An 18-year-old was attacked by two men who punched and choked the girl before trying to rob and rape her in Ridgewood on Wednesday, police said.

The victim was walking near Putnam and Seneca avenues at about 2:50 a.m. when the two suspects came up behind her, according to authorities.

One of the suspects punched her in the head while the second suspect choked the teen and covered her mouth with his hand, cops said. The second suspect then tried to swipe her pocketbook, but she was able to hold on to it, cops said.

The first suspect attempted to sexually assault her, but both men fled when a passerby approached, according to police.

The victim was taken to Woodhull Medical Center  where she was treated and released.

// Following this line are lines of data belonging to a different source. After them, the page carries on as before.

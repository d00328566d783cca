#![forbid(unsafe_code)]

//! Core: shared geometry, colour and logging for TipTour.

pub mod color;
pub mod geometry;
pub mod logging;

pub use color::Rgba;
pub use geometry::{Point, Rect, Sides, Size};

// Re-export tracing macros at crate root for ergonomic use.
#[cfg(feature = "tracing")]
pub use logging::{trace, trace_span};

Police describe both suspects as Hispanic, in their early 30s and 5 feet 5 inches tall. The first suspect  was last seen wearing a striped shirt, white hat, and camouflaged shorts, and had a backpack. The second suspect had a ponytail and was last seen wearing a dark colored shirt with “Aero 199″ on the left sleeve and had a backpack.

Anyone with information is asked to call Crime Stoppers at (800) 577-TIPS (8477). The public can also submit their tips by logging onto the Crime Stoppers website or can text their tips to CRIMES (274637), then enter TIP577. All calls are strictly confidential.